33. Keputusan Arka

1 1 0
                                    

Hei, Pembaca Kesayangan! Selamat membaca ya. Sorry, baru muncul✌.

***

Sudah dua minggu berlalu tanpa bersama Arka. Aku gak bisa bohong tentang perasaanku. Aku mengakui, kalau aku sulit jauh dari Arka. Apalagi berusaha buat lupain dia. Nyatanya, semakin aku berusaha, aku semakin ingin mendekatinya.

Namun, dua minggu ini aku terluka dengan sikap Arka yang acuh tak acuh padaku. Dia sepertinya melupakan aku. Melirik saja tidak pernah saat papasan.

"Huft...." Aku menghela napasku sangat berat dengan wajah gusar.

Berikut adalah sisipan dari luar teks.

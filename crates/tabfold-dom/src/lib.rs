//! tabfold document model
//!
//! A live, mutable HTML tree. Nodes are addressed by stable [`NodeId`]s that
//! survive moves, so a node relocated somewhere else is still the same node.
//! Queries use CSS selectors and only ever see nodes attached to the tree.

mod document;
mod error;
mod markup;
mod query;

use std::cell::RefCell;
use std::rc::Rc;

pub use document::Document;
pub use ego_tree::NodeId;
pub use error::DomError;
pub use markup::escape_html;
pub use query::Query;

pub type Result<T> = std::result::Result<T, DomError>;

/// The document as shared by everything running on the UI thread.
pub type SharedDocument = Rc<RefCell<Document>>;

"Kenapa, Bii? Ada masalah?"

Suara berat Ben mulai terdengar. Saat ini ia duduk di sampingku, baru saja kembali dengan membawa nampan berisi makanan dan menaruhnya di atas meja.

Aku menarik tipis bibirku untuk membuat senyuman yang terasa sangat berat terangkat. Padahal, aku selalu mudah melakukannya.

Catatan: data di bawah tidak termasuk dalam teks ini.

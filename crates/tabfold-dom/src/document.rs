//! Mutable HTML document

use ego_tree::{NodeId, NodeRef};
use scraper::node::Element;
use scraper::{ElementRef, Html, Node};
use std::cell::RefCell;
use std::collections::HashMap;
use std::rc::Rc;

use crate::error::DomError;
use crate::markup::element_node;
use crate::query::Query;
use crate::{Result, SharedDocument};

/// A live HTML tree.
///
/// Removing a node detaches it: it keeps its id and its subtree but is no
/// longer reachable from the root, so queries stop seeing it.
///
/// Detached nodes are never freed. The arena only grows, by the size of
/// whatever was removed or replaced, for the life of the document. Freeing
/// would mean reparsing into a new tree, which hands out new ids and breaks
/// every handle a caller holds.
pub struct Document {
    html: Html,
    /// Vertical scroll offset per scrollable node
    scroll: HashMap<NodeId, u32>,
}

impl Document {
    pub fn parse(markup: &str) -> Self {
        Self::from_html(Html::parse_document(markup))
    }

    pub fn parse_fragment(markup: &str) -> Self {
        Self::from_html(Html::parse_fragment(markup))
    }

    pub fn from_html(html: Html) -> Self {
        Self {
            html,
            scroll: HashMap::new(),
        }
    }

    pub fn into_shared(self) -> SharedDocument {
        Rc::new(RefCell::new(self))
    }

    // === Queries ===

    /// First attached element matching `query`, in document order.
    pub fn query(&self, query: &Query) -> Option<NodeId> {
        let root = self.html.root_element();
        let found = root.select(query.selector()).next().map(node_id);
        found
    }

    /// Every attached element matching `query`, in document order.
    pub fn query_all(&self, query: &Query) -> Vec<NodeId> {
        let root = self.html.root_element();
        let found = root.select(query.selector()).map(node_id).collect();
        found
    }

    /// Every element below `root` (not `root` itself) matching `query`, in
    /// document order. Empty when `root` is unknown.
    pub fn query_all_within(&self, root: NodeId, query: &Query) -> Vec<NodeId> {
        let Some(root) = self.node(root).and_then(ElementRef::wrap) else {
            return Vec::new();
        };
        let found = root.select(query.selector()).map(node_id).collect();
        found
    }

    /// Attached element whose `id` attribute equals `id`.
    pub fn find_by_id(&self, id: &str) -> Option<NodeId> {
        let root = self.html.root_element();
        let found = root
            .descendants()
            .filter_map(ElementRef::wrap)
            .find(|el| el.value().id() == Some(id))
            .map(node_id);
        found
    }

    /// Nearest element, starting at `node` itself, that matches `query`.
    pub fn closest(&self, node: NodeId, query: &Query) -> Option<NodeId> {
        let start = self.node(node)?;
        std::iter::once(start)
            .chain(start.ancestors())
            .filter_map(ElementRef::wrap)
            .find(|el| query.selector().matches(el))
            .map(node_id)
    }

    /// Inclusive containment: a node contains itself.
    pub fn contains(&self, ancestor: NodeId, node: NodeId) -> bool {
        if ancestor == node {
            return self.node(node).is_some();
        }

        self.node(node)
            .map(|n| n.ancestors().any(|a| a.id() == ancestor))
            .unwrap_or(false)
    }

    /// Whether `node` is reachable from the document root.
    pub fn is_attached(&self, node: NodeId) -> bool {
        self.contains(self.html.tree.root().id(), node)
    }

    pub fn parent(&self, node: NodeId) -> Option<NodeId> {
        self.node(node)?.parent().map(|p| p.id())
    }

    pub fn children(&self, node: NodeId) -> Vec<NodeId> {
        self.node(node)
            .map(|n| n.children().map(|c| c.id()).collect())
            .unwrap_or_default()
    }

    pub fn element_children(&self, node: NodeId) -> Vec<NodeId> {
        self.node(node)
            .map(|n| {
                n.children()
                    .filter(|c| c.value().is_element())
                    .map(|c| c.id())
                    .collect()
            })
            .unwrap_or_default()
    }

    // === Element attributes ===

    pub fn tag_name(&self, node: NodeId) -> Option<&str> {
        self.element(node).map(|el| el.name())
    }

    pub fn attr(&self, node: NodeId, name: &str) -> Option<&str> {
        self.element(node)?.attr(name)
    }

    pub fn element_id(&self, node: NodeId) -> Option<&str> {
        self.element(node)?.id()
    }

    pub fn has_class(&self, node: NodeId, class: &str) -> bool {
        self.element(node)
            .map(|el| el.classes().any(|c| c == class))
            .unwrap_or(false)
    }

    /// Add or remove `class` on an element. Returns whether the element
    /// changed.
    pub fn toggle_class(&mut self, node: NodeId, class: &str, on: bool) -> bool {
        let Some(element) = self.element(node) else {
            return false;
        };

        if element.classes().any(|c| c == class) == on {
            return false;
        }

        let mut classes: Vec<&str> = element.classes().filter(|c| *c != class).collect();
        if on {
            classes.push(class);
        }
        let class_value = classes.join(" ");

        let mut attrs: Vec<(String, String)> = Vec::new();
        let mut had_class_attr = false;
        for (key, value) in element.attrs() {
            if key == "class" {
                had_class_attr = true;
                if !class_value.is_empty() {
                    attrs.push((key.to_string(), class_value.clone()));
                }
            } else {
                attrs.push((key.to_string(), value.to_string()));
            }
        }
        if !had_class_attr && !class_value.is_empty() {
            attrs.push(("class".to_string(), class_value));
        }

        let name = element.name().to_string();
        self.rebuild(node, &name, &attrs)
    }

    /// Set (`Some`) or drop (`None`) an attribute. Returns whether the
    /// element changed.
    pub fn set_attr(&mut self, node: NodeId, attr: &str, value: Option<&str>) -> bool {
        let Some(element) = self.element(node) else {
            return false;
        };

        if element.attr(attr) == value {
            return false;
        }

        let mut attrs: Vec<(String, String)> = element
            .attrs()
            .filter(|(key, _)| *key != attr)
            .map(|(key, value)| (key.to_string(), value.to_string()))
            .collect();
        if let Some(value) = value {
            attrs.push((attr.to_string(), value.to_string()));
        }

        let name = element.name().to_string();
        self.rebuild(node, &name, &attrs)
    }

    // === Mutation ===

    /// Parse `markup` and insert the resulting nodes, in order, right after
    /// `anchor`. Returns the ids of the inserted top-level nodes.
    pub fn insert_after(&mut self, anchor: NodeId, markup: &str) -> Result<Vec<NodeId>> {
        let anchor_ref = self.node(anchor).ok_or(DomError::UnknownNode)?;
        if anchor_ref.parent().is_none() {
            return Err(DomError::Detached);
        }

        let fragment = Html::parse_fragment(markup);
        let mut inserted = Vec::new();
        let mut previous = anchor;

        for child in fragment.root_element().children() {
            let id = self.graft(child);
            if let Some(mut prev) = self.html.tree.get_mut(previous) {
                prev.insert_id_after(id);
            }
            inserted.push(id);
            previous = id;
        }

        Ok(inserted)
    }

    /// Move `child` (with its subtree) to the end of `parent`'s children.
    ///
    /// Refuses moves that would put a node inside itself.
    pub fn append_child(&mut self, parent: NodeId, child: NodeId) -> bool {
        if self.node(child).is_none() || self.contains(child, parent) {
            return false;
        }

        match self.html.tree.get_mut(parent) {
            Some(mut target) => {
                target.append_id(child);
                true
            }
            None => false,
        }
    }

    /// Detach `node` from its parent. The id stays valid and the node can
    /// be attached again.
    pub fn remove(&mut self, node: NodeId) {
        if let Some(mut target) = self.html.tree.get_mut(node) {
            target.detach();
        }
        self.scroll.remove(&node);
    }

    /// Replace the children of `node` with the parsed `markup`. The old
    /// children are detached, not freed.
    pub fn set_inner_html(&mut self, node: NodeId, markup: &str) -> Result<()> {
        if self.node(node).is_none() {
            return Err(DomError::UnknownNode);
        }

        for child in self.children(node) {
            if let Some(mut old) = self.html.tree.get_mut(child) {
                old.detach();
            }
        }

        let fragment = Html::parse_fragment(markup);
        for child in fragment.root_element().children() {
            let id = self.graft(child);
            if let Some(mut parent) = self.html.tree.get_mut(node) {
                parent.append_id(id);
            }
        }

        Ok(())
    }

    // === Scrolling ===

    pub fn scroll_top(&self, node: NodeId) -> u32 {
        self.scroll.get(&node).copied().unwrap_or(0)
    }

    pub fn set_scroll_top(&mut self, node: NodeId, offset: u32) {
        if offset == 0 {
            self.scroll.remove(&node);
        } else {
            self.scroll.insert(node, offset);
        }
    }

    // === Serialization ===

    pub fn outer_html(&self, node: NodeId) -> Option<String> {
        ElementRef::wrap(self.node(node)?).map(|el| el.html())
    }

    pub fn inner_html(&self, node: NodeId) -> Option<String> {
        ElementRef::wrap(self.node(node)?).map(|el| el.inner_html())
    }

    pub fn text(&self, node: NodeId) -> String {
        self.node(node)
            .and_then(ElementRef::wrap)
            .map(|el| el.text().collect::<String>())
            .unwrap_or_default()
    }

    pub fn html(&self) -> String {
        self.html.root_element().html()
    }

    fn node(&self, id: NodeId) -> Option<NodeRef<'_, Node>> {
        self.html.tree.get(id)
    }

    fn element(&self, id: NodeId) -> Option<&Element> {
        self.html.tree.get(id)?.value().as_element()
    }

    /// Swap the element value for a freshly parsed one so the cached id
    /// and class list stay in sync with the attributes. Children are kept.
    fn rebuild(&mut self, node: NodeId, name: &str, attrs: &[(String, String)]) -> bool {
        let Some(rebuilt) = element_node(name, attrs) else {
            tracing::debug!(tag = %name, "Cannot rebuild element");
            return false;
        };

        match self.html.tree.get_mut(node) {
            Some(mut target) => {
                *target.value() = rebuilt;
                true
            }
            None => false,
        }
    }

    /// Deep-copy a node from another tree into this one as an orphan.
    fn graft(&mut self, source: NodeRef<'_, Node>) -> NodeId {
        let id = self.html.tree.orphan(source.value().clone()).id();
        for child in source.children() {
            let child_id = self.graft(child);
            if let Some(mut parent) = self.html.tree.get_mut(id) {
                parent.append_id(child_id);
            }
        }
        id
    }
}

fn node_id(el: ElementRef<'_>) -> NodeId {
    let node: NodeRef<'_, Node> = *el;
    node.id()
}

"Gak papa, cuma pusing aja," kataku menggeleng. Memikirkan sikap Arka memang membuatku pusing. Aku bingung harus bagaimana menghadapinya.

"Eh? Lo sakit?" tanya Ben peduli. Dan lagi-lagi aku menggeleng.

"Cuma pusing dikit aja. Gue cuma butuh makanan. Nanti juga sembuh."

Aku melirik Ben yang menatapku dengan tatapan selidik. Dia memicingkan mata seolah-olah mencari kejujuran di mataku. Hal itu membuatku terkekeh.

"Jangan natap begitu. Gue bener-bener gak papa, Kak."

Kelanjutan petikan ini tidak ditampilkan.